Глубоко вдохнув, Воята шагнул обратно к бугорку. Плач немного поутих: не прекратился, но в нём теперь слышалось ожидание.
Не отрывая глаз от бугорка, Воята пошарил по поясу, нашёл нож, вынул, откинул полу свиты. Натянул подол сорочки, вспорол плотную льняную тканину и с трудом, наполовину отрезал, наполовину оторвал лоскут меньше ладони. Жалко новой сорочки, но ничего другого нет под рукой.
– Во имя Отца, и Сына, и Святаго Духа! – хрипло выкрикнул он в сторону бугорка.
Разом стало легче, вернулась уверенность и светлое чувство, с которым он читал в церкви.
– Коли ты мужеска пола, то будь Иван! – чисто для порядка сказал Воята, хотя уже знал, что никакой это не Иван. – А коли женского – будь Марья!
И бросил лоскут от рубахи на бугорок.
Ветер подхватил его – прямо вырвал из рук, не дав коснуться земли, и мигом унёс.
Плаксивый голос всхлипнул ещё раз, переводя дух, и затих. Сквозь завывания ветра, по-прежнему бесившегося между тучами и полем, души Вояты коснулась тёплая, ласковая тишина, напоённая нездешними ароматами. Будто раскрылись где-то рядом ворота незримого сада, пропуская спасённую младенческую душу, и закрылись опять. Но ощущение тепла осталось, задержалось под суконной свитой, крепко обняло Вояту, будто в благодарность.
Медленно он убрал нож обратно в ножны на поясе. Подошёл, пошевелил ногой оставшиеся несколько веток на бугорке. Отбросил их прочь – уже не нужны. Теперь это просто бугорок, чуть крупнее кротовины. Не будет под ним больше плакать.
Рубаху жалко. Матушка собирала, причитала: кто же тебе, дитятко, в этом Сумежье сорочки-то помоет, залатает? Найдётся ли добрая душа?

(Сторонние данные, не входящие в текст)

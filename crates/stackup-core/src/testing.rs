//! Scripted [`CommandRunner`] for unit tests.

use std::collections::{HashMap, HashSet};
use std::path::PathBuf;
use std::sync::Mutex;

use tokio::process::{Child, Command};

use crate::context::GroupFacts;
use crate::error::{Result, StackupError};
use crate::exec::{CommandOutput, CommandRunner, Invocation};

type Responder = Box<dyn FnMut(u32) -> CommandOutput + Send>;

struct Rule {
    prefix: String,
    hits: u32,
    respond: Responder,
    installs: Option<String>,
}

#[derive(Default)]
struct FakeState {
    calls: Vec<String>,
    rules: Vec<Rule>,
    present: HashSet<String>,
    spawned: Vec<u32>,
    groups: HashMap<String, GroupFacts>,
    spawn_fails: bool,
    unstartable: Vec<String>,
}

/// Records every invocation and answers from rules matched by command-line
/// prefix (first match wins). Unmatched commands succeed with empty output.
/// Spawned processes are real `sleep` children so teardown can be observed.
#[derive(Default)]
pub(crate) struct FakeRunner {
    state: Mutex<FakeState>,
}

impl FakeRunner {
    pub(crate) fn new() -> Self {
        Self::default()
    }

    pub(crate) fn with_tools(self, tools: &[&str]) -> Self {
        self.state
            .lock()
            .unwrap()
            .present
            .extend(tools.iter().map(|t| t.to_string()));
        self
    }

    pub(crate) fn with_group(self, facts: GroupFacts) -> Self {
        self.state
            .lock()
            .unwrap()
            .groups
            .insert(facts.name.clone(), facts);
        self
    }

    /// Every `spawn` fails as if the program were not installed.
    pub(crate) fn failing_spawn(self) -> Self {
        self.state.lock().unwrap().spawn_fails = true;
        self
    }

    /// Commands starting with `prefix` fail to start at all.
    pub(crate) fn unstartable(self, prefix: &str) -> Self {
        self.state
            .lock()
            .unwrap()
            .unstartable
            .push(prefix.to_string());
        self
    }

    /// Answer commands starting with `prefix`; the closure receives the
    /// 1-based hit count for this rule.
    pub(crate) fn on(
        self,
        prefix: &str,
        respond: impl FnMut(u32) -> CommandOutput + Send + 'static,
    ) -> Self {
        self.state.lock().unwrap().rules.push(Rule {
            prefix: prefix.to_string(),
            hits: 0,
            respond: Box::new(respond),
            installs: None,
        });
        self
    }

    /// A successful command starting with `prefix` makes `tool` locatable.
    pub(crate) fn on_install(self, prefix: &str, tool: &str) -> Self {
        self.state.lock().unwrap().rules.push(Rule {
            prefix: prefix.to_string(),
            hits: 0,
            respond: Box::new(|_| CommandOutput::ok("")),
            installs: Some(tool.to_string()),
        });
        self
    }

    /// Every invocation so far, rendered with its `sudo` prefix.
    pub(crate) fn calls(&self) -> Vec<String> {
        self.state.lock().unwrap().calls.clone()
    }

    /// Calls starting with `prefix`, with or without their `sudo` prefix.
    pub(crate) fn count(&self, prefix: &str) -> usize {
        self.calls()
            .iter()
            .filter(|c| {
                c.starts_with(prefix)
                    || c.strip_prefix("sudo ").is_some_and(|rest| rest.starts_with(prefix))
            })
            .count()
    }

    pub(crate) fn spawned(&self) -> Vec<u32> {
        self.state.lock().unwrap().spawned.clone()
    }
}

impl CommandRunner for FakeRunner {
    async fn run(&self, invocation: &Invocation) -> Result<CommandOutput> {
        let mut state = self.state.lock().unwrap();
        state.calls.push(invocation.to_string());
        let line = invocation.command_line();
        if state.unstartable.iter().any(|p| line.starts_with(p.as_str())) {
            return Err(StackupError::Spawn {
                program: invocation.program.clone(),
                source: std::io::Error::from(std::io::ErrorKind::NotFound),
            });
        }
        let Some(index) = state.rules.iter().position(|r| line.starts_with(&r.prefix)) else {
            return Ok(CommandOutput::ok(""));
        };
        let rule = &mut state.rules[index];
        rule.hits += 1;
        let output = (rule.respond)(rule.hits);
        if let (true, Some(tool)) = (output.success(), rule.installs.clone()) {
            state.present.insert(tool);
        }
        Ok(output)
    }

    fn spawn(&self, invocation: &Invocation) -> Result<Child> {
        let mut state = self.state.lock().unwrap();
        state.calls.push(invocation.to_string());
        if state.spawn_fails {
            return Err(StackupError::Spawn {
                program: invocation.program.clone(),
                source: std::io::Error::from(std::io::ErrorKind::NotFound),
            });
        }
        let child = Command::new("sleep")
            .arg("600")
            .kill_on_drop(true)
            .spawn()?;
        if let Some(pid) = child.id() {
            state.spawned.push(pid);
        }
        Ok(child)
    }

    fn locate(&self, program: &str) -> Option<PathBuf> {
        let state = self.state.lock().unwrap();
        state
            .present
            .contains(program)
            .then(|| PathBuf::from("/usr/local/bin").join(program))
    }

    fn group(&self, name: &str) -> Result<Option<GroupFacts>> {
        Ok(self.state.lock().unwrap().groups.get(name).cloned())
    }
}

/// True while a process with this pid exists (zombies included).
pub(crate) fn pid_alive(pid: u32) -> bool {
    use nix::sys::signal::kill;
    use nix::unistd::Pid;
    kill(Pid::from_raw(pid as i32), None).is_ok()
}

Ну да ладно. Воята хмыкнул: пусть-ка теперь Павшина баба ему новую сорочку поднесёт за это дело…
* * *
«Господину архиепископу новгородскому владыке Мартирию сумежане, Великославльской волости, тебе, господарю, челом бьют от мала до велика…»

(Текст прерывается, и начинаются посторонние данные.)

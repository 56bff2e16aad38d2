pub mod apply;
pub mod cluster;
pub mod config;
pub mod context;
pub mod error;
pub mod exec;
pub mod guard;
pub mod health;
pub mod paths;
pub mod pipeline;
pub mod poll;
pub mod readiness;
pub mod report;
pub mod tools;
pub mod tunnel;

#[cfg(test)]
mod testing;

pub use error::{Result, StackupError};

Писарь читал, стоя над ворохом сегодняшних грамот. Архиепископ медленно прохаживался по горнице, заложив руки за спину, – устал сидеть. Владыка Мартирий лишь три года назад достиг возраста, когда допустимо епископское посвящение[2]; был он чуть выше среднего роста, прям станом и худощав, отчего казался более рослым, чем был на самом деле. Стоял жаркий летний день, мухи жужжали возле забранного слюдой оконца, со двора пахло сеном. Полосы солнечного света лежали на половицах и сами казались липкими и тягучими, как светлый мёд. С близкой Софийской площади доносился гомон торжища.
– «Как поп наш Горгоний наглой смертью умре, так и стоит Власьева церковь Сумежского погоста без пения уж второе лето…»
– Постой! – Архиепископ знаком остановил Гостяту. – Сам прочти: опять они за своё? Попа себе просят? Я ж писал им – нету у меня для вас попа! Присылайте дьяка, поставлю его попом.
– Так у них, господине, нету дьяка. Отец Горгоний раньше дьяком был, его ещё прежний владыка, Дионисий, попом к Святому Власию поставил.
– А в другом приходе? Великославльская волость же большая, сколько там, десять погостов?
– Десятину платят с десяти погостов, а церкви только две поставлены: Власьева в Сумежье, где волостной погост, и Николина – в Марогоще. У Власия служил отец Горгоний, у Николы – Касьян. И пути между ними на весь день.